• TASK GOAL: Each line in the listing below that contains "flight" should be returned.

• DATA FOR REVIEW:
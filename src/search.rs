use anyhow::{anyhow, Result};
use serde_json::Value;
use std::future::Future;
use std::time::Duration;
use tokio::time::sleep;
use tracing::warn;

use crate::page_fetch::{self, PageFetch};
use crate::pool::{self, TARGET_ORIGIN};

const SEARCH_PATH: &str = "/doj-search/api/v1/search";
pub const MAX_PAGE_SIZE: usize = 100;
const MAX_ATTEMPTS: u32 = 3;
/// Query that matches the whole corpus, used by the full-crawl refresh.
const REFRESH_QUERY: &str = "*";

pub fn build_search_url(query: &str, from: usize, size: usize) -> String {
    let size = size.min(MAX_PAGE_SIZE);
    format!(
        "{TARGET_ORIGIN}{SEARCH_PATH}?q={}&from={from}&size={size}",
        urlencoding::encode(query)
    )
}

fn backoff_ms(attempt: u32) -> u64 {
    1500 * u64::from(attempt)
}

/// Drives the attempt loop: up to MAX_ATTEMPTS tries with linear backoff,
/// signalling a re-prewarm from attempt 2 onward on the assumption that the
/// prior failure means a stale or challenged session. The attempt body is
/// injected so the orchestration is testable without a browser.
async fn retry_search<F, Fut>(mut run_attempt: F) -> Result<Value>
where
    F: FnMut(u32, bool) -> Fut,
    Fut: Future<Output = Result<PageFetch>>,
{
    let mut last_error = anyhow!("search not attempted");
    for attempt in 1..=MAX_ATTEMPTS {
        let reprewarm = attempt > 1;
        match run_attempt(attempt, reprewarm).await {
            Ok(PageFetch::Success(data)) => {
                println!("✅ [Search] Attempt {attempt}/{MAX_ATTEMPTS} succeeded");
                return Ok(data);
            }
            Ok(PageFetch::Blocked {
                status,
                reason,
                body_excerpt,
            }) => {
                warn!("search attempt {attempt}/{MAX_ATTEMPTS} blocked: {status} {reason}");
                last_error = anyhow!("target returned {status} {reason}: {body_excerpt}");
            }
            Err(e) => {
                warn!("search attempt {attempt}/{MAX_ATTEMPTS} failed: {e:#}");
                last_error = e;
            }
        }

        if attempt < MAX_ATTEMPTS {
            sleep(Duration::from_millis(backoff_ms(attempt))).await;
        }
    }
    Err(last_error)
}

/// Runs the search as an in-page XHR against the target. Every attempt uses
/// a fresh tab from the shared browser and closes it no matter how the
/// attempt ends.
pub async fn handle_search_query(query: &str, from: usize, size: usize) -> Result<Value> {
    let pool = pool::get_pool().await?;
    let url = build_search_url(query, from, size);

    retry_search(|attempt, reprewarm| {
        let pool = pool.clone();
        let url = url.clone();
        async move {
            let tab = pool.new_stealth_tab()?;
            let outcome = async {
                if reprewarm {
                    println!("🔄 [Search] Attempt {attempt}/{MAX_ATTEMPTS}: re-prewarming session");
                    pool.prewarm_tab(&tab).await?;
                }
                page_fetch::fetch_json_in_page(&tab, &url)
            }
            .await;
            let _ = tab.close(true);
            outcome
        }
    })
    .await
}

/// Result of the full-crawl pagination. On a mid-crawl failure this carries
/// everything collected before the failing batch.
#[derive(Debug)]
pub struct RefreshOutcome {
    pub total: u64,
    pub documents: Vec<Value>,
    pub batches: u32,
    pub error: Option<String>,
    pub first_batch_failed: bool,
}

/// Paginates the search to exhaustion in MAX_PAGE_SIZE batches. The
/// per-batch fetch is injected so the aggregation logic is testable without
/// a browser.
pub async fn paginate_search<F, Fut>(mut fetch_batch: F) -> RefreshOutcome
where
    F: FnMut(usize) -> Fut,
    Fut: Future<Output = Result<Value>>,
{
    let mut documents: Vec<Value> = Vec::new();
    let mut total: u64 = 0;
    let mut batches: u32 = 0;
    let mut error = None;
    let mut first_batch_failed = false;
    let mut from = 0usize;

    loop {
        match fetch_batch(from).await {
            Ok(payload) => {
                total = payload["hits"]["total"]["value"].as_u64().unwrap_or(total);
                let hits = payload["hits"]["hits"].as_array().cloned().unwrap_or_default();
                if hits.is_empty() {
                    break;
                }
                batches += 1;
                from += hits.len();
                documents.extend(hits);
                if total > 0 && documents.len() as u64 >= total {
                    break;
                }
            }
            Err(e) => {
                if batches == 0 {
                    first_batch_failed = true;
                }
                error = Some(e.to_string());
                break;
            }
        }
    }

    RefreshOutcome {
        total,
        documents,
        batches,
        error,
        first_batch_failed,
    }
}

pub async fn run_refresh() -> RefreshOutcome {
    println!("🌊 [Refresh] Starting full corpus crawl...");
    let outcome =
        paginate_search(|from| handle_search_query(REFRESH_QUERY, from, MAX_PAGE_SIZE)).await;
    println!(
        "🌊 [Refresh] Collected {} documents in {} batches (total reported: {})",
        outcome.documents.len(),
        outcome.batches,
        outcome.total
    );
    outcome
}

#[cfg(test)]
mod tests {
    use super::*;
    use serde_json::json;

    fn batch(total: u64, hits: Vec<Value>) -> Value {
        json!({ "hits": { "total": { "value": total }, "hits": hits } })
    }

    #[test]
    fn search_url_caps_size_and_encodes_query() {
        let url = build_search_url("flight logs", 0, 500);
        assert!(url.starts_with("https://www.justice.gov/doj-search/api/v1/search?"));
        assert!(url.contains("q=flight%20logs"));
        assert!(url.contains("size=100"));
        assert!(!url.contains("size=500"));
    }

    #[test]
    fn backoff_grows_linearly() {
        assert_eq!(backoff_ms(1), 1500);
        assert_eq!(backoff_ms(2), 3000);
    }

    #[tokio::test]
    async fn first_attempt_success_runs_exactly_one_attempt() {
        let mut attempts: Vec<(u32, bool)> = Vec::new();
        let result = retry_search(|attempt, reprewarm| {
            attempts.push((attempt, reprewarm));
            async {
                Ok(PageFetch::Success(
                    json!({"hits": {"total": {"value": 2}, "hits": [{}, {}]}}),
                ))
            }
        })
        .await
        .unwrap();
        // One attempt means one tab opened and closed, and no re-prewarm.
        assert_eq!(attempts, vec![(1, false)]);
        assert_eq!(result["hits"]["total"]["value"], 2);
    }

    #[tokio::test]
    async fn blocked_then_success_reprewarms_exactly_once() {
        let mut attempts: Vec<(u32, bool)> = Vec::new();
        let result = retry_search(|attempt, reprewarm| {
            attempts.push((attempt, reprewarm));
            async move {
                if attempt == 1 {
                    Ok(PageFetch::Blocked {
                        status: 403,
                        reason: "Forbidden".to_string(),
                        body_excerpt: "Access Denied".to_string(),
                    })
                } else {
                    Ok(PageFetch::Success(json!({"hits": {"hits": [{"id": 1}]}})))
                }
            }
        })
        .await
        .unwrap();
        assert_eq!(result["hits"]["hits"][0]["id"], 1);
        // Two tabs total, with the re-prewarm signalled only before attempt 2.
        assert_eq!(attempts, vec![(1, false), (2, true)]);
    }

    #[tokio::test]
    async fn exhausted_attempts_surface_the_last_error() {
        let mut attempts = 0u32;
        let err = retry_search(|attempt, _reprewarm| {
            attempts += 1;
            async move {
                let status = if attempt == MAX_ATTEMPTS { 503 } else { 403 };
                Ok(PageFetch::Blocked {
                    status,
                    reason: "blocked".to_string(),
                    body_excerpt: String::new(),
                })
            }
        })
        .await
        .unwrap_err();
        assert_eq!(attempts, MAX_ATTEMPTS);
        assert!(err.to_string().contains("503"), "not the last error: {err}");
    }

    #[tokio::test]
    async fn attempt_errors_are_retried_too() {
        let mut attempts = 0u32;
        let result = retry_search(|attempt, _reprewarm| {
            attempts += 1;
            async move {
                if attempt == 1 {
                    Err(anyhow!("evaluation failed"))
                } else {
                    Ok(PageFetch::Success(json!({"hits": {}})))
                }
            }
        })
        .await;
        assert!(result.is_ok());
        assert_eq!(attempts, 2);
    }

    #[tokio::test]
    async fn pagination_collects_until_total_reached() {
        let pages = vec![
            batch(3, vec![json!({"id": 1}), json!({"id": 2})]),
            batch(3, vec![json!({"id": 3})]),
        ];
        let mut calls = 0usize;
        let outcome = paginate_search(|from| {
            let page = pages[calls].clone();
            assert_eq!(from, if calls == 0 { 0 } else { 2 });
            calls += 1;
            async move { Ok(page) }
        })
        .await;
        assert_eq!(outcome.total, 3);
        assert_eq!(outcome.documents.len(), 3);
        assert_eq!(outcome.batches, 2);
        assert!(outcome.error.is_none());
        assert!(!outcome.first_batch_failed);
    }

    #[tokio::test]
    async fn later_batch_failure_keeps_what_was_collected() {
        let mut calls = 0usize;
        let outcome = paginate_search(|_from| {
            calls += 1;
            let call = calls;
            async move {
                if call == 1 {
                    Ok(batch(200, vec![json!({"id": "doc-1"})]))
                } else {
                    Err(anyhow!("target returned 403 Forbidden"))
                }
            }
        })
        .await;
        assert_eq!(outcome.total, 200);
        assert_eq!(outcome.documents.len(), 1);
        assert_eq!(outcome.batches, 1);
        assert!(outcome.error.as_deref().unwrap().contains("403"));
        assert!(!outcome.first_batch_failed);
    }

    #[tokio::test]
    async fn first_batch_failure_is_distinguished() {
        let outcome = paginate_search(|_from| async { Err(anyhow!("upstream 502")) }).await;
        assert_eq!(outcome.documents.len(), 0);
        assert_eq!(outcome.batches, 0);
        assert!(outcome.first_batch_failed);
        assert!(outcome.error.is_some());
    }

    #[tokio::test]
    async fn empty_batch_stops_the_crawl() {
        let mut calls = 0usize;
        let outcome = paginate_search(|_from| {
            calls += 1;
            let call = calls;
            async move {
                if call == 1 {
                    Ok(batch(0, vec![json!({"id": 1})]))
                } else {
                    Ok(batch(0, vec![]))
                }
            }
        })
        .await;
        assert_eq!(outcome.documents.len(), 1);
        assert_eq!(outcome.batches, 1);
        assert!(outcome.error.is_none());
    }
}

• ANSWER TO THE EXERCISE:
        let url = build_search_url("flight logs", 0, 500);
        assert!(url.contains("q=flight%20logs"));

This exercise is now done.